I will be taking a buddy out on his first trip boarding next week. I showed him the basics on a piece of tarp in my front room. I know the angle to set up his bindings, but was just wondering about a setback. He will be learning on my wifes flow elation (they are the same weight more or less). Its a regular camber board and I have detuned the edges. 

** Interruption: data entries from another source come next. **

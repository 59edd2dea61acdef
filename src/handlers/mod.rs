pub mod auth;
pub mod dashboard;
pub mod health;
pub mod home;
pub mod settings;
pub mod users;
pub mod workouts;
use classic_bg_removal::{
    edges, grayscale, mask, segmentation, BackgroundRemover, Error, NoProgress, RemovalOptions,
};
use image::{Rgba, RgbaImage};

fn alpha(img: &RgbaImage) -> Vec<u8> {
    img.pixels().map(|px| px[3]).collect()
}

/// 5x5 dark field with one bright pixel in the centre.
fn bright_dot() -> RgbaImage {
    RgbaImage::from_fn(5, 5, |x, y| {
        if x == 2 && y == 2 {
            Rgba([240, 240, 240, 255])
        } else {
            Rgba([20, 20, 20, 255])
        }
    })
}

#[test]
fn uniform_image_becomes_fully_transparent() {
    let remover = BackgroundRemover::default();
    let mut img = RgbaImage::from_pixel(4, 4, Rgba([128, 128, 128, 255]));

    let gray = grayscale::to_grayscale(&img);
    assert!(edges::sobel_edges(&gray, 4, 4).iter().all(|&e| e == 0));
    let samples = segmentation::sample_background(&img, 4, 4);
    assert!(segmentation::segment_foreground(&img, &samples, 30.0)
        .iter()
        .all(|&m| m == 0));

    remover.remove(&mut img, &mut NoProgress).unwrap();
    assert!(alpha(&img).iter().all(|&a| a == 0));
    assert!(img.pixels().all(|px| px.0[..3] == [128, 128, 128]));
}

#[test]
fn strong_edges_keep_background_colored_pixels() {
    let img = bright_dot();
    let gray = grayscale::to_grayscale(&img);
    let edge_map = edges::sobel_edges(&gray, 5, 5);
    let samples = segmentation::sample_background(&img, 5, 5);
    let foreground = segmentation::segment_foreground(&img, &samples, 30.0);
    let combined = mask::combine_masks(&edge_map, &foreground, 30);

    for y in 1..4 {
        for x in 1..4 {
            let i = y * 5 + x;
            if (x, y) != (2, 2) {
                assert_eq!(foreground[i], 0, "({x}, {y}) matches the background color");
                assert!(edge_map[i] > 30, "({x}, {y}) sits on the dot outline");
                assert_eq!(combined[i], 255);
            }
        }
    }
    assert_eq!(foreground[12], 255);
    assert_eq!(combined[12], 255);
}

#[test]
fn bright_dot_final_alpha() {
    let remover = BackgroundRemover::default();
    let mut img = bright_dot();
    remover.remove(&mut img, &mut NoProgress).unwrap();

    #[rustfmt::skip]
    let expected = vec![
        0,   0,   0,   0, 0,
        0, 255, 255, 255, 0,
        0, 255,   0, 255, 0,
        0, 255, 255, 255, 0,
        0,   0,   0,   0, 0,
    ];
    // The centre has only 9 opaque pixels in its 5x5 window and is eroded;
    // the ring lies within the refinement radius of the border.
    assert_eq!(alpha(&img), expected);
}

#[test]
fn disabling_refinement_keeps_the_dot() {
    let options = RemovalOptions {
        refine_density: 0.0,
        ..RemovalOptions::default()
    };
    let remover = BackgroundRemover::new(options).unwrap();
    let mut img = bright_dot();
    remover.remove(&mut img, &mut NoProgress).unwrap();
    assert_eq!(img.get_pixel(2, 2)[3], 255);
}

#[test]
fn tiny_images_run_without_panicking() {
    let remover = BackgroundRemover::default();

    let mut single = RgbaImage::from_pixel(1, 1, Rgba([200, 10, 10, 255]));
    let samples = segmentation::sample_background(&single, 1, 1);
    assert_eq!(samples.len(), 8);
    remover.remove(&mut single, &mut NoProgress).unwrap();
    assert_eq!(single.get_pixel(0, 0)[3], 0);

    let mut quad = RgbaImage::from_fn(2, 2, |x, y| {
        Rgba([
            u8::try_from(x * 200).unwrap(),
            u8::try_from(y * 200).unwrap(),
            90,
            255,
        ])
    });
    remover.remove(&mut quad, &mut NoProgress).unwrap();
    // Every pixel is a corner sample, so all of them match the background.
    assert!(alpha(&quad).iter().all(|&a| a == 0));
}

#[test]
fn square_on_plain_backdrop() {
    let remover = BackgroundRemover::default();
    let mut img = RgbaImage::from_fn(20, 20, |x, y| {
        if (5..15).contains(&x) && (5..15).contains(&y) {
            Rgba([250, 10, 10, 255])
        } else {
            Rgba([10, 10, 250, 255])
        }
    });
    remover.remove(&mut img, &mut NoProgress).unwrap();

    assert_eq!(img.get_pixel(10, 10)[3], 255, "square interior");
    assert_eq!(img.get_pixel(5, 10)[3], 255, "square edge");
    assert_eq!(img.get_pixel(1, 1)[3], 0, "backdrop");
    assert_eq!(img.get_pixel(17, 10)[3], 0, "backdrop");
    assert_eq!(img.get_pixel(4, 10)[3], 0, "thin outline outside the square");
}

#[test]
fn repeated_runs_are_identical() {
    let remover = BackgroundRemover::default();
    let source = RgbaImage::from_fn(32, 24, |x, y| {
        let v = (x * 31 + y * 17 + (x * y) % 7) % 256;
        let v = u8::try_from(v).unwrap();
        Rgba([v, v.wrapping_mul(3), 255 - v, 255])
    });

    let mut first = source.clone();
    let mut second = source.clone();
    remover.remove(&mut first, &mut NoProgress).unwrap();
    remover.remove(&mut second, &mut NoProgress).unwrap();
    assert_eq!(first, second);
}

#[test]
fn raw_buffer_with_wrong_length_is_rejected() {
    let remover = BackgroundRemover::default();
    let mut pixels = vec![0_u8; 4 * 4 * 4 - 1];
    let err = remover
        .remove_pixels(&mut pixels, 4, 4, &mut NoProgress)
        .unwrap_err();
    assert!(matches!(err, Error::BufferSizeMismatch { .. }));

    let mut empty: Vec<u8> = Vec::new();
    let err = remover
        .remove_pixels(&mut empty, 0, 0, &mut NoProgress)
        .unwrap_err();
    assert!(matches!(err, Error::InvalidDimensions { .. }));
}

#[test]
fn process_file_writes_png_with_alpha() {
    let dir = tempfile::tempdir().unwrap();
    let input = dir.path().join("dot.png");
    let output = dir.path().join("out").join("dot_nobg.png");
    bright_dot().save(&input).unwrap();

    let remover = BackgroundRemover::default();
    let mut reported = Vec::new();
    let result = remover.process_file(&input, &output, &mut |p: u8| reported.push(p));
    assert!(result.success, "{}", result.message);
    assert_eq!(reported, vec![20, 40, 60, 80, 90, 100]);
    assert!((result.opaque_ratio - 8.0 / 25.0).abs() < 1e-6);

    let written = image::open(&output).unwrap().to_rgba8();
    assert_eq!(written.get_pixel(1, 1)[3], 255);
    assert_eq!(written.get_pixel(0, 0)[3], 0);
}

#[test]
fn process_file_reports_decode_failure() {
    let dir = tempfile::tempdir().unwrap();
    let input = dir.path().join("broken.png");
    std::fs::write(&input, b"definitely not a png").unwrap();

    let mut reported = Vec::new();
    let result = BackgroundRemover::default().process_file(
        &input,
        &dir.path().join("x.png"),
        &mut |p: u8| reported.push(p),
    );
    assert!(!result.success);
    assert!(result.message.contains("decode"), "{}", result.message);
    assert!(reported.is_empty());
}

#[test]
fn process_file_rejects_oversized_input() {
    let dir = tempfile::tempdir().unwrap();
    let input = dir.path().join("huge.png");
    let len = usize::try_from(classic_bg_removal::MAX_INPUT_BYTES).unwrap() + 1;
    std::fs::write(&input, vec![0_u8; len]).unwrap();

    let result = BackgroundRemover::default().process_file(
        &input,
        &dir.path().join("x.png"),
        &mut NoProgress,
    );
    assert!(!result.success);
    assert!(result.message.contains("limit"), "{}", result.message);
}

#[test]
fn process_directory_handles_supported_files_only() {
    let input = tempfile::tempdir().unwrap();
    let output = tempfile::tempdir().unwrap();
    bright_dot().save(input.path().join("a.png")).unwrap();
    RgbaImage::from_pixel(6, 6, Rgba([1, 2, 3, 255]))
        .save(input.path().join("b.png"))
        .unwrap();
    std::fs::write(input.path().join("notes.txt"), b"skip me").unwrap();

    let results = BackgroundRemover::default().process_directory(input.path(), output.path());
    assert_eq!(results.len(), 2);
    assert!(results.iter().all(|r| r.success));
    assert!(output.path().join("a_nobg.png").exists());
    assert!(output.path().join("b_nobg.png").exists());
}

#[test]
fn process_directory_keeps_same_stem_outputs_apart() {
    let input = tempfile::tempdir().unwrap();
    let output = tempfile::tempdir().unwrap();
    bright_dot().save(input.path().join("shot.png")).unwrap();
    RgbaImage::from_pixel(6, 6, Rgba([1, 2, 3, 255]))
        .save(input.path().join("shot.bmp"))
        .unwrap();

    let results = BackgroundRemover::default().process_directory(input.path(), output.path());
    assert_eq!(results.len(), 2);
    assert!(results.iter().all(|r| r.success));

    let png = image::open(output.path().join("shot_png_nobg.png")).unwrap().to_rgba8();
    let bmp = image::open(output.path().join("shot_bmp_nobg.png")).unwrap().to_rgba8();
    assert_eq!(png.dimensions(), (5, 5));
    assert_eq!(bmp.dimensions(), (6, 6));
    assert_eq!(std::fs::read_dir(output.path()).unwrap().count(), 2);
}

/// Rectangle, thin line and a lone speck on a slightly noisy backdrop.
fn mixed_scene() -> RgbaImage {
    RgbaImage::from_fn(12, 10, |x, y| {
        if (3..=8).contains(&x) && (2..=7).contains(&y) {
            Rgba([200, 40, 40, 255])
        } else if y == 8 && (1..=10).contains(&x) {
            Rgba([220, 220, 30, 255])
        } else if (x, y) == (10, 2) {
            Rgba([10, 250, 10, 255])
        } else {
            let shade = u8::try_from((x + y) % 3 * 5).unwrap();
            Rgba([30 + shade, 60, 90, 255])
        }
    })
}

#[test]
fn mixed_scene_matches_known_alpha() {
    let remover = BackgroundRemover::default();
    let mut img = mixed_scene();
    remover.remove(&mut img, &mut NoProgress).unwrap();

    // Same bytes with and without the `parallel` feature.
    #[rustfmt::skip]
    let expected: Vec<u8> = vec![
        0,   0,   0,   0,   0,   0,   0,   0,   0,   0,   0,   0,
        0,   0, 255, 255, 255, 255, 255, 255, 255, 255, 255,   0,
        0,   0,   0,   0, 255, 255, 255, 255, 255,   0, 255,   0,
        0,   0,   0, 255, 255, 255, 255, 255, 255, 255, 255,   0,
        0,   0,   0, 255, 255, 255, 255, 255, 255,   0,   0,   0,
        0,   0,   0, 255, 255, 255, 255, 255, 255,   0,   0,   0,
        0,   0,   0, 255, 255, 255, 255, 255, 255,   0,   0,   0,
        0, 255,   0, 255, 255, 255, 255, 255, 255,   0, 255,   0,
        0, 255, 255, 255, 255, 255, 255, 255, 255, 255, 255,   0,
        0,   0,   0,   0,   0,   0,   0,   0,   0,   0,   0,   0,
    ];
    assert_eq!(alpha(&img), expected);
}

Once he has falling leaf I will set up the bindings for his preferred direction. I was thinking a slight setback might make it less catchy at first, any thoughts?


----------



## readimag (Aug 10, 2011)

I have never heard of the before but I do know it will be harder for him to ride switch when coming out of the falling leave all day. If everything is centered you can work from there plus he might be weird and switch what foot he like having forward half way into the day like my wife and like that more. Plus most people tend to lean back on the board when they first learning so they lose all edge control and a set make might make this happen more. I am sure a certified instructor will be along soon to tell you what works for most people.


----------



## Riley212 (Nov 9, 2011)

no just set him up dead center. then what ever binding angles are most comfortable for him. its not to hard to figure out if hes regular or goofy before you hit up the mountain. stand be hind him and shove him forward hard. whichever foot come out first is his front foot.


----------



## dreampow (Sep 26, 2011)

Snowolf said:


> Don`t set the bindings back. A new rider never puts enough weight on their front foot in the beginning. A set back will exacerbate this problem. Set the bindings centered or even a tad forward to make it easier to keep more weight on the front of the board. This will help the new rider torsionally twist the board effectively..


I have always had them centered until now and I've taught 3 or 4 buddies. Just checking. Now that you mention it getting too far back is always something beginners do, I might just shift him forward a little once falling leaf is completed. Looks like he may be lucky and have fresh pow for his first time on a board.

I will show him the ropes briefly and then be off in the pow, he will get it in no time he is very athletic and has good balance. 

The sweet Japanese fluffy pow, its been so long. My stokeomiter is off the scale right now..


----------